THE VOGUE FACTOR: When Kirstie Clements was finalizing plans for the October 2012 issue of Vogue Australia — plans that included making Andrej Pejic her cover model — little did she suspect that she would be delivering a larger-than-usual editor’s letter by the end of that month. Sixty-five thousand words, to be precise. Published by Melbourne University Press and due out Feb. 28, “The Vogue Factor” is Clements’ memoir of her 25-year career at the magazine, starting as its receptionist in 1985, before moving up through the ranks as an editor’s personal assistant, beauty editor, Paris correspondent and finally, editor in chief, a position she held for 13 years. That tenure came to a sudden halt on May 16 last year when Clements was dismissed by Vogue’s Australian licensee, NewsLifeMedia, as part of a midyear restructuring that witnessed the layoffs of five of the company’s magazine editors and five members of Clements’ editorial team. The “regime change,” as Clements puts it, saw the installation of Harpers Bazaar Australia editor Edwina McCann as Vogue’s new editrix, along with a group of McCann’s Harper’s staff.
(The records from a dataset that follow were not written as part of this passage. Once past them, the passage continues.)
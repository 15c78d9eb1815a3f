use chrono::{DateTime, Utc};
use hbnb_core::{
    EntityKind, FieldValue, FileRepository, MemoryRepository, Record, RepoError, Repository,
    SqliteRepository,
};

fn backends(dir: &tempfile::TempDir) -> Vec<Box<dyn Repository>> {
    vec![
        Box::new(MemoryRepository::new()),
        Box::new(FileRepository::open(dir.path().join("store.json")).unwrap()),
        Box::new(SqliteRepository::open_in_memory().unwrap()),
    ]
}

fn country(code: &str, name: &str) -> Record {
    Record::new(EntityKind::Country, code).with_field("name", name)
}

fn city(id: &str, name: &str, country_code: &str) -> Record {
    Record::new(EntityKind::City, id)
        .with_field("name", name)
        .with_field("country_code", country_code)
}

fn place(id: &str) -> Record {
    Record::new(EntityKind::Place, id)
        .with_field("name", "Loft")
        .with_field("address", "1 Main St")
        .with_field("latitude", 30.25)
        .with_field("longitude", -97.75)
        .with_field("host_id", "u-1")
        .with_field("city_id", "c-1")
        .with_field("price_per_night", 120_i64)
        .with_field("number_of_rooms", 2_i64)
        .with_field("number_of_bathrooms", 1_i64)
        .with_field("max_guests", 4_i64)
}

fn user(id: &str, email: &str) -> Record {
    Record::new(EntityKind::User, id)
        .with_field("email", email)
        .with_field("first_name", "Ada")
        .with_field("last_name", "Lovelace")
        .with_field("password", "secret")
        .with_field("is_admin", false)
}

/// Runs one fixed operation sequence and records each observable outcome.
fn replay(repo: &dyn Repository) -> Vec<String> {
    let mut outcomes = Vec::new();
    let mut record = |label: &str, outcome: String| outcomes.push(format!("{label}: {outcome}"));

    record(
        "empty get_all",
        format!("{}", repo.get_all(EntityKind::Country).unwrap().len()),
    );
    record(
        "missing get",
        format!("{:?}", repo.get(EntityKind::Country, "US").unwrap().is_some()),
    );
    record(
        "save US",
        format!("{}", repo.save(&country("US", "United States")).is_ok()),
    );
    record(
        "save FR",
        format!("{}", repo.save(&country("FR", "France")).is_ok()),
    );
    record(
        "duplicate save",
        match repo.save(&country("US", "Other")) {
            Err(RepoError::Conflict { .. }) => "conflict".to_string(),
            other => format!("{other:?}"),
        },
    );
    record(
        "save city",
        format!("{}", repo.save(&city("c-1", "Austin", "US")).is_ok()),
    );
    record("save user", format!("{}", repo.save(&user("u-1", "ada@example.com")).is_ok()));
    record("save place", format!("{}", repo.save(&place("p-1")).is_ok()));
    record(
        "update missing",
        match repo.update(&place("p-404")) {
            Err(RepoError::NotFound { .. }) => "not_found".to_string(),
            other => format!("{other:?}"),
        },
    );
    record(
        "update city",
        repo.update(&city("c-1", "Austin TX", "US"))
            .map(|stored| stored.text("name").unwrap().to_string())
            .unwrap_or_else(|err| err.to_string()),
    );
    record(
        "get city",
        repo.get(EntityKind::City, "c-1")
            .unwrap()
            .map(|stored| stored.text("name").unwrap().to_string())
            .unwrap_or_default(),
    );
    record(
        "delete FR",
        format!("{}", repo.delete(&country("FR", "France")).unwrap()),
    );
    record(
        "delete FR again",
        format!("{}", repo.delete(&country("FR", "France")).unwrap()),
    );
    record(
        "get_all country",
        format!("{}", repo.get_all(EntityKind::Country).unwrap().len()),
    );
    record(
        "get updated absent",
        format!("{}", repo.get(EntityKind::Place, "p-404").unwrap().is_some()),
    );
    outcomes
}

#[test]
fn every_backend_matches_memory_outcomes() {
    let dir = tempfile::tempdir().unwrap();
    let reference = replay(&MemoryRepository::new());

    for repo in backends(&dir).iter().skip(1) {
        assert_eq!(
            replay(repo.as_ref()),
            reference,
            "backend `{}` diverged",
            repo.backend_name()
        );
    }
}

#[test]
fn saved_record_reads_back_equal_on_every_backend() {
    let dir = tempfile::tempdir().unwrap();
    for repo in backends(&dir) {
        let stored = repo.save(&place("p-1")).unwrap();
        let loaded = repo.get(EntityKind::Place, "p-1").unwrap().unwrap();

        assert_eq!(loaded, stored, "backend `{}`", repo.backend_name());
        assert_eq!(loaded.field("description"), Some(&FieldValue::Null));
        assert_eq!(loaded.real("latitude").unwrap(), 30.25);
        assert_eq!(loaded.integer("max_guests").unwrap(), 4);
    }
}

#[test]
fn update_preserves_created_at_and_refreshes_updated_at() {
    let dir = tempfile::tempdir().unwrap();
    for repo in backends(&dir) {
        let created = repo.save(&user("u-1", "ada@example.com")).unwrap();
        let updated = repo
            .update(&user("u-1", "ada@example.org").with_field("is_admin", true))
            .unwrap();

        assert_eq!(updated.created_at, created.created_at);
        assert!(updated.updated_at >= updated.created_at);
        let loaded = repo.get(EntityKind::User, "u-1").unwrap().unwrap();
        assert_eq!(loaded.text("email").unwrap(), "ada@example.org");
        assert!(loaded.boolean("is_admin").unwrap());
        assert_eq!(loaded, updated, "backend `{}`", repo.backend_name());
    }
}

#[test]
fn caller_supplied_timestamps_are_ignored() {
    let dir = tempfile::tempdir().unwrap();
    for repo in backends(&dir) {
        let mut record = country("US", "United States");
        record.created_at = DateTime::<Utc>::UNIX_EPOCH;
        record.updated_at = DateTime::<Utc>::UNIX_EPOCH;

        let stored = repo.save(&record).unwrap();
        assert!(stored.created_at > DateTime::<Utc>::UNIX_EPOCH);
        assert_eq!(stored.created_at, stored.updated_at);
    }
}

#[test]
fn invalid_records_are_rejected_without_writes() {
    let dir = tempfile::tempdir().unwrap();
    for repo in backends(&dir) {
        let unknown_field = country("US", "United States").with_field("capital", "DC");
        assert!(matches!(
            repo.save(&unknown_field),
            Err(RepoError::InvalidRecord(_))
        ));

        let missing_field = Record::new(EntityKind::City, "c-1").with_field("name", "Austin");
        assert!(matches!(
            repo.save(&missing_field),
            Err(RepoError::InvalidRecord(_))
        ));

        let wrong_type = country("US", "United States").with_field("name", 7_i64);
        assert!(matches!(
            repo.save(&wrong_type),
            Err(RepoError::InvalidRecord(_))
        ));

        assert!(repo.get_all(EntityKind::Country).unwrap().is_empty());
        assert!(repo.get_all(EntityKind::City).unwrap().is_empty());
    }
}

#[test]
fn collections_are_isolated_by_kind() {
    let dir = tempfile::tempdir().unwrap();
    for repo in backends(&dir) {
        repo.save(&country("US", "United States")).unwrap();
        repo.save(&city("US", "Springfield", "US")).unwrap();

        assert_eq!(repo.get_all(EntityKind::Country).unwrap().len(), 1);
        assert_eq!(repo.get_all(EntityKind::City).unwrap().len(), 1);
        assert!(repo.get(EntityKind::User, "US").unwrap().is_none());
        assert!(repo.delete(&country("US", "United States")).unwrap());
        assert!(repo.get(EntityKind::City, "US").unwrap().is_some());
    }
}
Approached by Melbourne University Press a day after she left Vogue, Clements wrote the book in five months and is now gearing up for a two-and-a-half-month publicity blitz that will include a splashy outdoor bus campaign in Sydney, Melbourne and Brisbane. “I could never get bus backs at Vogue,” said Clements, whose memoir covers a few personal milestones, such as the birth of her twin sons, plus her observations on how the industry has changed in the quarter-century she spent at the magazine, from commercial pressures to unreasonable celebrity publicists to skinny models.
This story first appeared in the January 22, 2013 issue of WWD. Subscribe Today.
“I look back on it and feel very fortunate to have been there in the time I was there,” she said. “And I loved every second of it.”